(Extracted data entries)
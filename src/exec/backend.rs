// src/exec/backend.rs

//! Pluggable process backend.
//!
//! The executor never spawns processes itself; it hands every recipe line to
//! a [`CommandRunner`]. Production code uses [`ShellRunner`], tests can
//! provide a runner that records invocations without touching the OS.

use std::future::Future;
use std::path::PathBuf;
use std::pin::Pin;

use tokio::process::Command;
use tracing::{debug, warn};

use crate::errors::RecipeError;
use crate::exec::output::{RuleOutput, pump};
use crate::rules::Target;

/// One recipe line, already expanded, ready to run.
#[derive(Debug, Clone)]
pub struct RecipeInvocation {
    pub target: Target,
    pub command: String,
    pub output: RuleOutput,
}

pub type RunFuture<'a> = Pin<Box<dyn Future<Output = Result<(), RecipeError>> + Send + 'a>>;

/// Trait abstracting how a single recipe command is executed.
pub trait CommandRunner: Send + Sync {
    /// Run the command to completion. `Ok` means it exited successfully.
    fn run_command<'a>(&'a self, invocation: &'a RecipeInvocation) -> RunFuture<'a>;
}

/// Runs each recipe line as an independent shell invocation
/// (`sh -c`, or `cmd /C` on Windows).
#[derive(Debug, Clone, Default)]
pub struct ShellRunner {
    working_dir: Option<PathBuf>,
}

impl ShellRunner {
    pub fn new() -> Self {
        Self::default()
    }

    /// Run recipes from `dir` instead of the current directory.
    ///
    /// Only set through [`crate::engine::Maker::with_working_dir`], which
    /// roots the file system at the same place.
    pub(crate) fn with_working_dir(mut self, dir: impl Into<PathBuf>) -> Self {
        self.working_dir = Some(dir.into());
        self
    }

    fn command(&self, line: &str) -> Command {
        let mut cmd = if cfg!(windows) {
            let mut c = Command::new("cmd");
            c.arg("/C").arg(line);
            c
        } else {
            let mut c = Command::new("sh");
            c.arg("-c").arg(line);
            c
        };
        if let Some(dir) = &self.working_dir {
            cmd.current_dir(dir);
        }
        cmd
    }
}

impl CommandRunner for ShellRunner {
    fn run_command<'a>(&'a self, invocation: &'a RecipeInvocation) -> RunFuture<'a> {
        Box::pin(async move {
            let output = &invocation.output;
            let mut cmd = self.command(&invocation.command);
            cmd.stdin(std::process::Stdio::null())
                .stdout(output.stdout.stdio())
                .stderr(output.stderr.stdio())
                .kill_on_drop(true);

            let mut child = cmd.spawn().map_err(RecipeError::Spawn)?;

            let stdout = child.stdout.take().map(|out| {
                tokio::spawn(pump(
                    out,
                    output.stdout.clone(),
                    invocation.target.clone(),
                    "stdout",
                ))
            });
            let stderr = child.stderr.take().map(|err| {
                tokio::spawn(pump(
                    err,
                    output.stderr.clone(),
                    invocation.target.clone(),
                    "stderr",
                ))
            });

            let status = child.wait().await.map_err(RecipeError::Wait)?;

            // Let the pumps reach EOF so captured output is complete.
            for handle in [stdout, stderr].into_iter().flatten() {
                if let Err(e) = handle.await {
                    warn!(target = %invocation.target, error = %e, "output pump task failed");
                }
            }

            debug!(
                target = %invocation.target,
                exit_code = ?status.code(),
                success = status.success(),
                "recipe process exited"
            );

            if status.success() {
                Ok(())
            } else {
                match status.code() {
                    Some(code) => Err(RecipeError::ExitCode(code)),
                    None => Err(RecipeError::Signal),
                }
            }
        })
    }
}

==

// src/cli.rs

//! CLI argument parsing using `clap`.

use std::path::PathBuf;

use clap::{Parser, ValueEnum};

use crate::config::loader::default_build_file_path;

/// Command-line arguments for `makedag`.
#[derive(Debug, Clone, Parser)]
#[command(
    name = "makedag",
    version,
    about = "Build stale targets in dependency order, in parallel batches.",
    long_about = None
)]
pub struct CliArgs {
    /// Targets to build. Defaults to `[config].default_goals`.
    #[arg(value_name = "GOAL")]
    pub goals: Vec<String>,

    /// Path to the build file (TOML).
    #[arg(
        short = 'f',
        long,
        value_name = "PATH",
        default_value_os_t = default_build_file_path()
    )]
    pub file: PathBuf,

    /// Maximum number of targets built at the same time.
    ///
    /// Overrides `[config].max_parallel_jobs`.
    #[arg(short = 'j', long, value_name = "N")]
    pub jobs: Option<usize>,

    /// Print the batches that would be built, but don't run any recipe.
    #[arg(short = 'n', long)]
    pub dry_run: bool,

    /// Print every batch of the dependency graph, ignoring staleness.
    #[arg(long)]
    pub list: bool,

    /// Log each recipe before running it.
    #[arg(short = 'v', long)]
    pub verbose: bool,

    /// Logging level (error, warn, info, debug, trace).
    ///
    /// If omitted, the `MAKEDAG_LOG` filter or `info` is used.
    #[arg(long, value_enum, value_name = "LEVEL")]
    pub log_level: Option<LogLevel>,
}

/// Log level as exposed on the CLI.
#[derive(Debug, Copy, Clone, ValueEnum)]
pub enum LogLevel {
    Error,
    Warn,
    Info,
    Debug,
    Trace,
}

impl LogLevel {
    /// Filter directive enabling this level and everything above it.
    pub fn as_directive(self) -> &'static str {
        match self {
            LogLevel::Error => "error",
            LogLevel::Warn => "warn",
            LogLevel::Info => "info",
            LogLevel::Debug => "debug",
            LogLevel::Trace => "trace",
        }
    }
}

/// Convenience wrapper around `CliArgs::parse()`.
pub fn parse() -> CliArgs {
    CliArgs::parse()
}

# The task
Please find every line in the records above that holds the word "stdout" and copy it.

# Solution for this problem
                .stdout(output.stdout.stdio())
            let stdout = child.stdout.take().map(|out| {
                    output.stdout.clone(),
                    "stdout",
            for handle in [stdout, stderr].into_iter().flatten() {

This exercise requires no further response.